No, the sound of voices did not come from them. To him, the Keepers had nothing to say. But the long, tangled mass of people who lined the bridge into Yeflam, the people who called the artificial nation home, did. They had not liked Fo the Healer and Bau the Disease: the voices that they raised were not for them. The sounds of disapproval were aimed at the men and women who stretched behind Zaifyr, the Mireean people who had fled their home and come here for sanctuary. Most of all they were objecting to the woman who now left the head of the Mireean people and came to stand beside him as he lifted his chained hands.
‘Lady Wagan.’ Aelyn did not look at the woman who had led the people down the Mountains of Ger to Yeflam. ‘You have done me a service,’ she said. ‘You have done Yeflam a service.’
Muriel Wagan, the Lady of the Spine, replied that she had only been respecting Yeflam law.
Zaifyr smiled at her words.
‘I will offer you sanctuary for bringing my brother to me,’ his sister replied. ‘For bringing him to stand trial for the murder of Fo and Bau.’
‘We ask for no more,’ Lady Wagan said.
Zaifyr had watched Aelyn try to prevent his arrival during the three-week march down the trembling Mountains of Ger.

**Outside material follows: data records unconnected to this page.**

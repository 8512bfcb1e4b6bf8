//! Server configuration from environment.

use std::env;

#[derive(Debug, Clone)]
pub struct Config {
    pub server_port: u16,
    pub database_path: String,
    pub database_max_connections: u32,
}

impl Config {
    pub fn from_env() -> Self {
        Self {
            server_port: env::var("FLEET_PORT")
                .ok()
                .and_then(|s| s.parse().ok())
                .unwrap_or(3000),
            database_path: env::var("FLEET_DB_PATH")
                .unwrap_or_else(|_| "data/fleet.db".to_string()),
            database_max_connections: env::var("FLEET_DB_MAX_CONNECTIONS")
                .ok()
                .and_then(|s| s.parse().ok())
                .unwrap_or(5),
        }
    }
}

She had tried through her representative, Faje – a tall, soft-spoken man whose brown skin disintegrated across his body, leaving blotches of pale pink. He had attempted to convince not just Muriel Wagan and her people that they should not come to Yeflam, but Zaifyr as well. He had spoken to them about the need for Yeflam to remain neutral in the war between Mireea and Leera. He did not want war to spread over both sides of the Spine of Ger, he said. He tried to warn Lady Wagan away with dire predictions of how the presses of Yeflam would treat her and her people. He told her that the ‘free’ presses would be without mercy, that factions within Yeflam would seek to exploit both her and the situation. Those words, Zaifyr knew, were also meant for him. He had smiled when Faje had turned to address him with similar concerns. He had not needed to say a word to the mortal man. Faje’s dark eyes had reflected the knowledge that his words were falling flat before the charm-laced man, just as they did before Muriel Wagan.